Origins of Blood

Chapter 17: A Marionette


Elliot's POV

"I was chasing my visions, trying to change my future, only to be blinded in the present."

—Elliot Starfall

Darkness.

A void stripped of all light—a hollow where I drift, bodiless. I float in it, or maybe I fly. It's hard to tell; my body doesn't move. It's still. My thoughts? Not so much.

Silence.

Is this death?

How cruel... to die and not be reunited with Ren. With my blood, my family.

My eyes are open, but I see nothing. No light, no shape, no motion. Just endless darkness.

Is this hell?

It somehow reminds me of the moment when I saw the world end back then, when everything was still alright. I try to sigh, but no breath comes. My lips don't even part. I can't move them. There's no air here—just pressure.

Vacuum.

Hell. It must be. Why else wouldn't I be with Ren? Why would I be here, in this place that devours time and sense and meaning?

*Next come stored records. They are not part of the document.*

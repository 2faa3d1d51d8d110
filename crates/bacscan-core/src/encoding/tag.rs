use crate::encoding::{reader::Reader, writer::Writer};
use crate::{DecodeError, EncodeError};

const CONTEXT_CLASS: u8 = 0b0000_1000;
const EXTENDED_TAG_NUMBER: u8 = 0x0F;
const EXTENDED_LENGTH: u8 = 5;
const OPENING: u8 = 6;
const CLOSING: u8 = 7;

/// Application tag numbers (BACnet application datatypes).
#[repr(u8)]
#[derive(Debug, Clone, Copy, PartialEq, Eq)]
pub enum ApplicationTag {
    Null = 0,
    Boolean = 1,
    Unsigned = 2,
    Signed = 3,
    Real = 4,
    Double = 5,
    OctetString = 6,
    CharacterString = 7,
    BitString = 8,
    Enumerated = 9,
    Date = 10,
    Time = 11,
    ObjectId = 12,
}

impl ApplicationTag {
    pub fn from_u8(value: u8) -> Result<Self, DecodeError> {
        Ok(match value {
            0 => Self::Null,
            1 => Self::Boolean,
            2 => Self::Unsigned,
            3 => Self::Signed,
            4 => Self::Real,
            5 => Self::Double,
            6 => Self::OctetString,
            7 => Self::CharacterString,
            8 => Self::BitString,
            9 => Self::Enumerated,
            10 => Self::Date,
            11 => Self::Time,
            12 => Self::ObjectId,
            _ => return Err(DecodeError::InvalidTag),
        })
    }
}

/// A decoded tag header. `len` is the length of the content that follows;
/// for application booleans it carries the value itself.
#[derive(Debug, Clone, Copy, PartialEq, Eq)]
pub enum Tag {
    Application { tag: ApplicationTag, len: u32 },
    Context { number: u8, len: u32 },
    Opening { number: u8 },
    Closing { number: u8 },
}

impl Tag {
    pub fn encode(self, w: &mut Writer) -> Result<(), EncodeError> {
        match self {
            Tag::Application { tag, len } => write_header(w, tag as u8, 0, len),
            Tag::Context { number, len } => write_header(w, number, CONTEXT_CLASS, len),
            Tag::Opening { number } => write_initial(w, number, CONTEXT_CLASS | OPENING),
            Tag::Closing { number } => write_initial(w, number, CONTEXT_CLASS | CLOSING),
        }
    }

    pub fn decode(r: &mut Reader<'_>) -> Result<Self, DecodeError> {
        let initial = r.read_u8()?;
        let number = match initial >> 4 {
            EXTENDED_TAG_NUMBER => r.read_u8()?,
            n => n,
        };
        let lvt = initial & 0x07;
        let context = initial & CONTEXT_CLASS != 0;

        match (context, lvt) {
            (true, OPENING) => Ok(Tag::Opening { number }),
            (true, CLOSING) => Ok(Tag::Closing { number }),
            (true, _) => Ok(Tag::Context {
                number,
                len: read_length(r, lvt)?,
            }),
            (false, _) => Ok(Tag::Application {
                tag: ApplicationTag::from_u8(number)?,
                len: read_length(r, lvt)?,
            }),
        }
    }

    /// True for the closing tag with the given context number.
    pub fn closes(self, number: u8) -> bool {
        self == Tag::Closing { number }
    }
}

fn write_initial(w: &mut Writer, number: u8, low_bits: u8) -> Result<(), EncodeError> {
    if number < EXTENDED_TAG_NUMBER {
        w.write_u8((number << 4) | low_bits)
    } else {
        w.write_u8((EXTENDED_TAG_NUMBER << 4) | low_bits)?;
        w.write_u8(number)
    }
}

fn write_header(w: &mut Writer, number: u8, class: u8, len: u32) -> Result<(), EncodeError> {
    if len < u32::from(EXTENDED_LENGTH) {
        return write_initial(w, number, class | len as u8);
    }
    write_initial(w, number, class | EXTENDED_LENGTH)?;
    match len {
        0..=253 => w.write_u8(len as u8),
        254..=0xFFFF => {
            w.write_u8(254)?;
            w.write_be_u16(len as u16)
        }
        _ => {
            w.write_u8(255)?;
            w.write_be_u32(len)
        }
    }
}

fn read_length(r: &mut Reader<'_>, lvt: u8) -> Result<u32, DecodeError> {
    if lvt < EXTENDED_LENGTH {
        return Ok(u32::from(lvt));
    }
    if lvt > EXTENDED_LENGTH {
        return Err(DecodeError::InvalidLength);
    }
    match r.read_u8()? {
        254 => Ok(u32::from(r.read_be_u16()?)),
        255 => r.read_be_u32(),
        short => Ok(u32::from(short)),
    }
}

My eyes stare into the eternal black pressing in on me from all sides. I feel it—its weight, its stillness.

I regret it.

I don't want to die. Not yet. I'm afraid.

I try to cry, but I can't. No tears. No heat behind my eyes. My body won't respond. Even emotion seems hollow.

Empty. I am empty. Words slip from me, and thoughts spiral without end. I can't stop them. I can't shut anything off.

Hell. This must be what it truly is.

Did I die from blood loss? Did that creature rip my head from my shoulders? I don't know.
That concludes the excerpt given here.